LANDFORMS: The Kettle moraine is steep ice-disintegration topography, with numerous kettle lakes on steep ridges of fluvial sand and gravel.

LAKES AND STREAMS: Many kettle lakes within or at the edge of this narrow sub-subsection.

SOILS: Typic Hapludalfs are most common (Hole 1976). Outwash sands and gravels are overlain by loess, generally less than 20 inches thick.

PRESETTLEMENT VEGETATION: At the southern edge, bur oak openings and white oak-black oak forests, with small inclusions of wet prairie, sedge meadow, and marsh, were the dominant vegetation (Finley 1976). Farther to the north, where strings of kettle lakes and steep moraines created fire barriers, sugar maple-basswood forests were largely unbroken on the landscape, except where conifer swamps occupied small wetlands.

NATURAL DISTURBANCE: Fire in areas dominated by oak savannas and forests.

PRESENT VEGETATION AND LAND USE: Heavy development and recreational pressures threaten.

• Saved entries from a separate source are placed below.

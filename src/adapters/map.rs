use std::collections::BTreeMap;
use std::ops::{Deref, DerefMut};

use super::TopologicalSort;
use crate::error::OrderResult;
use crate::graph::PrecedenceGraph;
use crate::linearize::Linearization;
use crate::merge::merge_entries;

/// A `BTreeMap` sorted by declared precedences instead of by key.
///
/// Unconstrained entries trail the result in ascending key order.
///
/// ```
/// use topo_container::SortMap;
///
/// let mut m = SortMap::new();
/// m.precede("b", "a");
/// m.insert("a", 1);
/// m.insert("b", 2);
/// m.insert("c", 3);
/// assert_eq!(m.sort(), vec![("b", 2), ("a", 1), ("c", 3)]);
/// ```
#[derive(Debug, Clone)]
pub struct SortMap<K, V> {
    map: BTreeMap<K, V>,
    graph: PrecedenceGraph<K>,
}

impl<K: Ord + Clone, V: Clone> SortMap<K, V> {
    pub fn new() -> Self {
        Self::with_graph(BTreeMap::new(), PrecedenceGraph::new())
    }

    pub fn with_graph(map: BTreeMap<K, V>, graph: PrecedenceGraph<K>) -> Self {
        Self { map, graph }
    }

    pub fn precede(&mut self, v: K, w: K) {
        self.graph.precede(v, w);
    }

    pub fn sort(&self) -> Vec<(K, V)> {
        TopologicalSort::sort(self)
    }

    pub fn checked_sort(&self) -> OrderResult<Vec<(K, V)>, K> {
        TopologicalSort::checked_sort(self)
    }

    pub fn inner(&self) -> &BTreeMap<K, V> {
        &self.map
    }

    pub fn inner_mut(&mut self) -> &mut BTreeMap<K, V> {
        &mut self.map
    }

    pub fn into_inner(self) -> BTreeMap<K, V> {
        self.map
    }

    pub fn into_parts(self) -> (BTreeMap<K, V>, PrecedenceGraph<K>) {
        (self.map, self.graph)
    }
}

impl<K: Ord + Clone, V: Clone> TopologicalSort for SortMap<K, V> {
    type Key = K;
    type Output = Vec<(K, V)>;

    fn graph(&self) -> &PrecedenceGraph<K> {
        &self.graph
    }

    fn graph_mut(&mut self) -> &mut PrecedenceGraph<K> {
        &mut self.graph
    }

    fn merge(&self, order: Linearization<K>) -> Vec<(K, V)> {
        merge_entries(order, &self.map, |k| self.map.get(k))
    }
}

impl<K, V> Default for SortMap<K, V> {
    fn default() -> Self {
        Self {
            map: BTreeMap::new(),
            graph: PrecedenceGraph::default(),
        }
    }
}

impl<K, V> Deref for SortMap<K, V> {
    type Target = BTreeMap<K, V>;

    fn deref(&self) -> &Self::Target {
        &self.map
    }
}

impl<K, V> DerefMut for SortMap<K, V> {
    fn deref_mut(&mut self) -> &mut Self::Target {
        &mut self.map
    }
}

impl<K, V> From<BTreeMap<K, V>> for SortMap<K, V> {
    fn from(map: BTreeMap<K, V>) -> Self {
        Self {
            map,
            graph: PrecedenceGraph::default(),
        }
    }
}

impl<K: Ord, V> FromIterator<(K, V)> for SortMap<K, V> {
    fn from_iter<I: IntoIterator<Item = (K, V)>>(iter: I) -> Self {
        Self::from(iter.into_iter().collect::<BTreeMap<K, V>>())
    }
}
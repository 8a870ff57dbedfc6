//! Merging a [`Linearization`] with the contents of a container.
//!
//! Both policies run in two phases: the stack is drained first, placing every
//! graph key that the container holds; then the container is swept in its
//! own order to append whatever the stack never claimed. The output always
//! holds exactly as many elements as the container.

use std::collections::{BTreeMap, BTreeSet};
use std::iter;

use tracing::debug;

use crate::linearize::Linearization;

/// Merge for containers with unique keys mapped to values.
///
/// `lookup` resolves a popped key to its value; `entries` yields the
/// container in native order for the sweep.
pub(crate) fn merge_entries<'a, K, V, I, F>(
    mut order: Linearization<K>,
    entries: I,
    lookup: F,
) -> Vec<(K, V)>
where
    K: Ord + Clone + 'a,
    V: Clone + 'a,
    I: IntoIterator<Item = (&'a K, &'a V)>,
    F: Fn(&K) -> Option<&'a V>,
{
    let mut result = Vec::new();
    let mut copied: BTreeSet<K> = BTreeSet::new();

    order.drain_with(|key| {
        if let Some(value) = lookup(&key) {
            result.push((key.clone(), value.clone()));
            copied.insert(key);
        }
    });
    let ordered = result.len();

    for (key, value) in entries {
        if !copied.contains(key) {
            result.push((key.clone(), value.clone()));
        }
    }

    debug!(
        ordered,
        unconstrained = result.len() - ordered,
        "merged entries"
    );
    result
}

/// Merge for sequences that may hold the same key several times.
///
/// Every occurrence of a key is emitted at the point the key is first
/// claimed, so duplicates always end up adjacent.
pub(crate) fn merge_items<K: Ord + Clone>(mut order: Linearization<K>, items: &[K]) -> Vec<K> {
    // Removing a key from `remaining` marks it copied.
    let mut remaining: BTreeMap<&K, usize> = BTreeMap::new();
    for item in items {
        *remaining.entry(item).or_insert(0) += 1;
    }

    let mut result = Vec::with_capacity(items.len());
    order.drain_with(|key| {
        if let Some(n) = remaining.remove(&key) {
            result.extend(iter::repeat(key).take(n));
        }
    });
    let ordered = result.len();

    for item in items {
        if let Some(n) = remaining.remove(item) {
            result.extend(iter::repeat(item).take(n).cloned());
        }
    }

    debug_assert_eq!(result.len(), items.len());
    debug!(
        ordered,
        unconstrained = result.len() - ordered,
        "merged items"
    );
    result
}
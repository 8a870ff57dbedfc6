use std::collections::BTreeSet;
use std::iter::Rev;

use tracing::debug;

use crate::graph::PrecedenceGraph;

/// Result of linearizing a [`PrecedenceGraph`].
///
/// A LIFO stack: the top is the first key of the topological order, so
/// popping until empty yields every vertex with each key ahead of all keys
/// that must follow it.
#[derive(Debug, Clone, PartialEq, Eq)]
pub struct Linearization<K> {
    /// Post-order of the traversal; the last element is the top
    stack: Vec<K>,
}

impl<K> Linearization<K> {
    pub fn pop(&mut self) -> Option<K> {
        self.stack.pop()
    }

    pub fn peek(&self) -> Option<&K> {
        self.stack.last()
    }

    pub fn len(&self) -> usize {
        self.stack.len()
    }

    pub fn is_empty(&self) -> bool {
        self.stack.is_empty()
    }

    /// Iterates in pop order without consuming the stack.
    pub fn iter(&self) -> Rev<std::slice::Iter<'_, K>> {
        self.stack.iter().rev()
    }

    /// Keys in pop order.
    pub fn into_vec(mut self) -> Vec<K> {
        self.stack.reverse();
        self.stack
    }

    /// Pops every key, handing each to `f` in order.
    pub fn drain_with<F: FnMut(K)>(&mut self, mut f: F) {
        while let Some(key) = self.stack.pop() {
            f(key);
        }
    }
}

impl<K> IntoIterator for Linearization<K> {
    type Item = K;
    type IntoIter = Rev<std::vec::IntoIter<K>>;

    fn into_iter(self) -> Self::IntoIter {
        self.stack.into_iter().rev()
    }
}

impl<'a, K> IntoIterator for &'a Linearization<K> {
    type Item = &'a K;
    type IntoIter = Rev<std::slice::Iter<'a, K>>;

    fn into_iter(self) -> Self::IntoIter {
        self.iter()
    }
}

/// Depth-first post-order over the graph.
///
/// Roots are the keys holding successor lists, in graph iteration order.
/// A key is marked visited before its successors are explored, so cycles and
/// self edges terminate. Each frame is `(key, index of next successor)`; the
/// key is pushed to the output once all its successors are exhausted, which
/// is exactly the recursive post-order without using the call stack.
pub(crate) fn linearize<K: Ord + Clone>(graph: &PrecedenceGraph<K>) -> Linearization<K> {
    let mut visited: BTreeSet<&K> = BTreeSet::new();
    let mut stack: Vec<K> = Vec::new();
    let mut frames: Vec<(&K, usize)> = Vec::new();

    for root in graph.sources() {
        if !visited.insert(root) {
            continue;
        }
        frames.push((root, 0));

        while let Some(frame) = frames.last_mut() {
            let key: &K = frame.0;
            match graph.successors(key).get(frame.1) {
                Some(child) => {
                    frame.1 += 1;
                    if visited.insert(child) {
                        frames.push((child, 0));
                    }
                }
                None => {
                    stack.push(key.clone());
                    frames.pop();
                }
            }
        }
    }

    debug!(
        vertices = stack.len(),
        edges = graph.edge_count(),
        "linearized precedence graph"
    );
    Linearization { stack }
}
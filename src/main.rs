use std::fs;
use std::io::{self, Read};

use anyhow::{bail, Context, Result};
use serde::Deserialize;
use serde_json::{Map, Value};
use topo_container::{PrecedenceGraph, SortOrderMap, SortVec};
use tracing::info;
use tracing_subscriber::EnvFilter;

/// One sort request, read as JSON from a file argument or stdin.
#[derive(Debug, Deserialize)]
#[serde(deny_unknown_fields)]
struct SortRequest {
    /// `[before, after]` pairs
    #[serde(default)]
    precede: Vec<(String, String)>,
    /// Sequence contents; duplicates allowed
    #[serde(default)]
    items: Option<Vec<String>>,
    /// Associative contents, kept in document order
    #[serde(default)]
    entries: Option<Map<String, Value>>,
    #[serde(default)]
    check_cycles: bool,
}

fn read_input() -> Result<String> {
    match std::env::args().nth(1) {
        Some(path) => fs::read_to_string(&path).with_context(|| format!("reading {path}")),
        None => {
            let mut buf = String::new();
            io::stdin()
                .read_to_string(&mut buf)
                .context("reading stdin")?;
            Ok(buf)
        }
    }
}

fn print_edges(graph: &PrecedenceGraph<String>) {
    println!("Precedence edges:");
    for from in graph.sources() {
        println!("  {} -> {:?}", from, graph.successors(from));
    }
}

fn main() -> Result<()> {
    tracing_subscriber::fmt()
        .with_env_filter(
            EnvFilter::try_from_default_env().unwrap_or_else(|_| EnvFilter::new("warn")),
        )
        .with_writer(io::stderr)
        .init();

    let input = read_input()?;
    let req: SortRequest = serde_json::from_str(input.trim()).context("parsing sort request")?;
    let graph: PrecedenceGraph<String> = req.precede.into_iter().collect();
    info!(
        vertices = graph.vertex_count(),
        edges = graph.edge_count(),
        "loaded precedences"
    );

    let order = if req.check_cycles {
        graph.checked_topological_sort()?
    } else {
        graph.topological_sort()
    };
    println!("Topological order: {:?}", order.into_vec());
    print_edges(&graph);

    match (req.items, req.entries) {
        (Some(_), Some(_)) => bail!("give either `items` or `entries`, not both"),
        (Some(items), None) => {
            let v = SortVec::with_graph(items, graph);
            let sorted = v.sort();
            println!("Sorted ({} of {}): {:?}", sorted.len(), v.len(), sorted);
        }
        (None, Some(entries)) => {
            let m = SortOrderMap::with_graph(entries.into_iter().collect(), graph);
            let sorted = m.sort();
            println!("Sorted ({} of {}):", sorted.len(), m.len());
            for (key, value) in &sorted {
                println!("  {key}: {value}");
            }
        }
        (None, None) => {}
    }
    Ok(())
}
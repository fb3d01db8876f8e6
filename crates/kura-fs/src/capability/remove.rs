use super::remove_entry;
use crate::error::FsResult;
use crate::item::Item;

/// A node that can be removed immediately.
pub trait Removeable: Item {
    /// Remove the node. Directories go with everything in them; symbolic
    /// links are removed, not their destinations. Irreversible.
    fn remove(&self) -> FsResult<()> {
        tracing::debug!(path = %self.path(), kind = %self.kind(), "remove");
        remove_entry(self.path().as_path())
    }
}
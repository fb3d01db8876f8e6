//! Filesystem location values.

use serde::{Deserialize, Serialize};
use std::borrow::Cow;
use std::convert::Infallible;
use std::ffi::OsStr;
use std::fmt;
use std::hash::{Hash, Hasher};
use std::path::{Component, Path, PathBuf};
use std::str::FromStr;

use crate::classify;
use crate::node::Node;

/// An immutable filesystem location.
///
/// The raw form is kept exactly as given. Equality and hashing use the
/// standardized form, so `/tmp/x` and `/tmp/./x` are the same path. The
/// standardization pass runs on every comparison.
#[derive(Clone, Serialize, Deserialize)]
#[serde(transparent)]
pub struct FsPath {
    raw: PathBuf,
}

impl FsPath {
    /// Create a path from its raw form.
    pub fn new(raw: impl Into<PathBuf>) -> Self {
        Self { raw: raw.into() }
    }

    /// Create a path from components, e.g. `["/", "tmp", "x"]`.
    pub fn from_components<I, S>(components: I) -> Self
    where
        I: IntoIterator<Item = S>,
        S: AsRef<OsStr>,
    {
        Self {
            raw: components.into_iter().map(|c| PathBuf::from(c.as_ref())).collect(),
        }
    }

    /// The raw path.
    pub fn as_path(&self) -> &Path {
        &self.raw
    }

    /// The raw path as a string (lossy for non-UTF-8 paths).
    pub fn raw(&self) -> Cow<'_, str> {
        self.raw.to_string_lossy()
    }

    /// Consume into the raw `PathBuf`.
    pub fn into_path_buf(self) -> PathBuf {
        self.raw
    }

    /// Extension of the last component, or an empty string.
    pub fn extension(&self) -> String {
        self.raw
            .extension()
            .map(|ext| ext.to_string_lossy().into_owned())
            .unwrap_or_default()
    }

    /// Path components; the root is rendered as `/`.
    pub fn components(&self) -> Vec<String> {
        self.raw.components().map(component_string).collect()
    }

    /// Last path component; `/` for the root.
    pub fn last_component(&self) -> String {
        self.raw
            .components()
            .next_back()
            .map(component_string)
            .unwrap_or_default()
    }

    /// Append a component. Leading separators in `component` are ignored,
    /// so the result always stays beneath `self`.
    pub fn appending_component(&self, component: impl AsRef<Path>) -> FsPath {
        let mut raw = self.raw.clone();
        for part in component.as_ref().components() {
            match part {
                Component::RootDir | Component::Prefix(_) => {}
                other => raw.push(other.as_os_str()),
            }
        }
        FsPath { raw }
    }

    /// Remove the last component.
    ///
    /// Works on the standardized form when the raw path ends in `.` or
    /// `..`, so `a/b/..` loses `a` rather than `..`.
    pub fn deleting_last_component(&self) -> FsPath {
        let base = match self.raw.components().next_back() {
            Some(Component::Normal(_)) => Cow::Borrowed(self.raw.as_path()),
            _ => Cow::Owned(standardize(&self.raw)),
        };
        let raw = base
            .parent()
            .map(Path::to_path_buf)
            .unwrap_or_else(|| base.to_path_buf());
        FsPath { raw }
    }

    /// Replace the last component with `component`.
    pub fn replacing_last_component(&self, component: impl AsRef<Path>) -> FsPath {
        self.deleting_last_component().appending_component(component)
    }

    /// Standardized form: absolute, without `.` and with `..` folded.
    ///
    /// Purely lexical; only the current directory is read, and only for
    /// relative paths.
    pub fn standardized(&self) -> FsPath {
        FsPath {
            raw: standardize(&self.raw),
        }
    }

    /// Path with symbolic links resolved by the host.
    ///
    /// Falls back to the standardized form if the path cannot be resolved.
    pub fn resolved(&self) -> FsPath {
        match dunce::canonicalize(&self.raw) {
            Ok(raw) => FsPath { raw },
            Err(_) => self.standardized(),
        }
    }

    /// Returns true if something exists here (symbolic links followed).
    pub fn exists(&self) -> bool {
        self.raw.exists()
    }

    /// Display names of the components, or `None` if the path does not
    /// exist.
    pub fn components_to_display(&self) -> Option<Vec<String>> {
        if !self.exists() {
            return None;
        }
        Some(self.standardized().components())
    }

    /// Classify whatever is at this path.
    pub fn item(&self) -> Option<Node> {
        classify::classify(self)
    }
}

fn component_string(component: Component<'_>) -> String {
    match component {
        Component::RootDir => "/".to_string(),
        other => other.as_os_str().to_string_lossy().into_owned(),
    }
}

/// Lexically standardize a path.
pub(crate) fn standardize(path: &Path) -> PathBuf {
    let absolute: Cow<'_, Path> = if path.is_absolute() {
        Cow::Borrowed(path)
    } else {
        match std::env::current_dir() {
            Ok(cwd) => Cow::Owned(cwd.join(path)),
            Err(_) => Cow::Borrowed(path),
        }
    };

    let mut result = PathBuf::new();
    for component in absolute.components() {
        match component {
            Component::CurDir => {}
            Component::ParentDir => match result.components().next_back() {
                Some(Component::Normal(_)) => {
                    result.pop();
                }
                Some(Component::RootDir) | Some(Component::Prefix(_)) => {}
                _ => result.push(".."),
            },
            other => result.push(other.as_os_str()),
        }
    }
    if result.as_os_str().is_empty() {
        result.push(".");
    }
    result
}

impl PartialEq for FsPath {
    fn eq(&self, other: &Self) -> bool {
        standardize(&self.raw) == standardize(&other.raw)
    }
}

impl Eq for FsPath {}

impl Hash for FsPath {
    fn hash<H: Hasher>(&self, state: &mut H) {
        standardize(&self.raw).hash(state);
    }
}

impl fmt::Display for FsPath {
    fn fmt(&self, f: &mut fmt::Formatter<'_>) -> fmt::Result {
        write!(f, "{}", self.raw.display())
    }
}

impl fmt::Debug for FsPath {
    fn fmt(&self, f: &mut fmt::Formatter<'_>) -> fmt::Result {
        write!(f, "{}", self.raw.display())
    }
}

impl AsRef<Path> for FsPath {
    fn as_ref(&self) -> &Path {
        &self.raw
    }
}

impl From<&str> for FsPath {
    fn from(raw: &str) -> Self {
        Self::new(raw)
    }
}

impl From<String> for FsPath {
    fn from(raw: String) -> Self {
        Self::new(raw)
    }
}

impl From<PathBuf> for FsPath {
    fn from(raw: PathBuf) -> Self {
        Self::new(raw)
    }
}

impl From<&PathBuf> for FsPath {
    fn from(raw: &PathBuf) -> Self {
        Self::new(raw)
    }
}

impl From<&Path> for FsPath {
    fn from(raw: &Path) -> Self {
        Self::new(raw)
    }
}

impl From<&FsPath> for FsPath {
    fn from(path: &FsPath) -> Self {
        path.clone()
    }
}

impl FromStr for FsPath {
    type Err = Infallible;

    fn from_str(s: &str) -> Result<Self, Self::Err> {
        Ok(Self::new(s))
    }
}

#[cfg(test)]
mod tests {
    use super::*;
    use std::collections::HashSet;

    #[test]
    fn test_equality_uses_standardized_form() {
        assert_eq!(FsPath::from("/tmp/x"), FsPath::from("/tmp/./x"));
        assert_eq!(FsPath::from("/a/b/../c"), FsPath::from("/a/c"));
        assert_eq!(FsPath::from("/a/b/"), FsPath::from("/a/b"));
        assert_ne!(FsPath::from("/a/b"), FsPath::from("/a/c"));
    }

    #[test]
    fn test_hash_agrees_with_equality() {
        let mut set = HashSet::new();
        set.insert(FsPath::from("/tmp/x"));
        assert!(set.contains(&FsPath::from("/tmp/./x")));
        assert!(set.contains(&FsPath::from("/tmp/y/../x")));
    }

    #[test]
    fn test_raw_form_is_preserved() {
        let path = FsPath::from("/tmp/./x");
        assert_eq!(path.raw(), "/tmp/./x");
        assert_eq!(path.to_string(), "/tmp/./x");
        assert_eq!(path.standardized().raw(), "/tmp/x");
    }

    #[test]
    fn test_relative_paths_standardize_against_cwd() {
        let cwd = std::env::current_dir().unwrap();
        assert_eq!(FsPath::from("some/file"), FsPath::new(cwd.join("some/file")));
        assert!(FsPath::from("a").standardized().as_path().is_absolute());
    }

    #[test]
    fn test_parent_dir_stops_at_root() {
        assert_eq!(FsPath::from("/../..").standardized().raw(), "/");
        assert_eq!(FsPath::from("/..").standardized(), FsPath::from("/"));
    }

    #[test]
    fn test_accessors() {
        let path = FsPath::from("/usr/share/doc/readme.txt");
        assert_eq!(path.extension(), "txt");
        assert_eq!(path.last_component(), "readme.txt");
        assert_eq!(path.components(), vec!["/", "usr", "share", "doc", "readme.txt"]);

        assert_eq!(FsPath::from("/usr/bin").extension(), "");
        assert_eq!(FsPath::from("/").last_component(), "/");
    }

    #[test]
    fn test_from_components() {
        let path = FsPath::from_components(["/", "tmp", "x.txt"]);
        assert_eq!(path.raw(), "/tmp/x.txt");
        assert_eq!(path.components(), vec!["/", "tmp", "x.txt"]);
    }

    #[test]
    fn test_append_then_delete_round_trips() {
        for raw in ["/tmp", "/tmp/./a", "/a/b/", "/"] {
            let path = FsPath::from(raw);
            let back = path.appending_component("child").deleting_last_component();
            assert_eq!(back, path.standardized(), "{raw}");
        }
    }

    #[test]
    fn test_append_ignores_leading_separator() {
        let path = FsPath::from("/tmp").appending_component("/etc/passwd");
        assert_eq!(path.raw(), "/tmp/etc/passwd");
    }

    #[test]
    fn test_delete_last_component() {
        assert_eq!(FsPath::from("/a/b/c").deleting_last_component().raw(), "/a/b");
        assert_eq!(FsPath::from("/a/b/..").deleting_last_component(), FsPath::from("/"));
        assert_eq!(FsPath::from("/").deleting_last_component().raw(), "/");
    }

    #[test]
    fn test_replace_last_component() {
        let path = FsPath::from("/a/b/old.txt").replacing_last_component("new.txt");
        assert_eq!(path.raw(), "/a/b/new.txt");
    }

    #[test]
    fn test_exists_and_display_components() {
        let dir = tempfile::TempDir::new().unwrap();
        let path = FsPath::new(dir.path());
        assert!(path.exists());

        let shown = path.components_to_display().unwrap();
        assert_eq!(shown.first().map(String::as_str), Some("/"));

        let missing = path.appending_component("missing");
        assert!(!missing.exists());
        assert!(missing.components_to_display().is_none());
    }

    #[test]
    fn test_resolved_follows_symlinks() {
        let dir = tempfile::TempDir::new().unwrap();
        let target = dir.path().join("target");
        std::fs::create_dir(&target).unwrap();
        std::os::unix::fs::symlink(&target, dir.path().join("link")).unwrap();

        let resolved = FsPath::new(dir.path().join("link")).resolved();
        assert_eq!(resolved, FsPath::new(dunce::canonicalize(&target).unwrap()));

        let missing = FsPath::from("/definitely/not/./here");
        assert_eq!(missing.resolved().raw(), "/definitely/not/here");
    }
}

RARE PLANT COMMUNITIES: Fens are common, as indicated from the number of State Natural Areas named for their fens; also oak openings and tallgrass prairies.

RARE PLANTS: Besseya bullii (kitten-tails), Cypripedium candidum (white lady's-slipper), Lithospermum latifolium (American gromwell), Platanthera leucophaea (prairie white-fringed orchid), Scirpus cespitosus (tussock bulrush).

RARE ANIMALS: Oarisma poweshiek (Poweshiek skipper), Papaipema beeriana (liatris borer moth), Calephelis muticum (swamp metalmark), Regina septemvittata (queen snake), Wilsonia citrina (hooded warbler).

NATURAL AREAS: Wisconsin: State Natural Areas: Scuppernong Prairie, Haskell Noyes Memorial Woods, Milwaukee River and Swamp, Spring Lake, Kewaskum Maple-Oak Woods, Ottawa Lake Fen, Kettle Moraine Fen and Low Prairie, Eagle Oak Opening, Young Prairie, Milwaukee River Floodplain Forest, Kettle Hole Woods, Crooked Lake Wetlands, Butter Lake and Flynn Springs, Milwaukee River Tamarack Lowlands, Johnson Hill Kame, Kettle Moraine Red Oaks, Bluff Creek, Kettle Moraine Oak Openings, Cliff Messenger Dry Prairie and Savanna Preserve, Clover Valley Fen and Peat Lake; The Nature Conservancy Preserves: Lulu Lake Preserve.

PUBLIC LAND MANAGERS: Kettle Moraine State Forest.

CONSERVATION CONCERNS: Several preserves protect fens, prairies, and adjacent oak-dominated upland areas. Recreational and residential development around the numerous kettle lakes may severely limit natural area management and expansion of natural areas in many areas. The Kettle moraine is considered a critical landscape for many uncommon or rare species characteristic of southern Wisconsin, especially vertebrates, but also invertebrates, plants, and aquatic organisms. This is the most intact landscape in southeastern Wisconsin.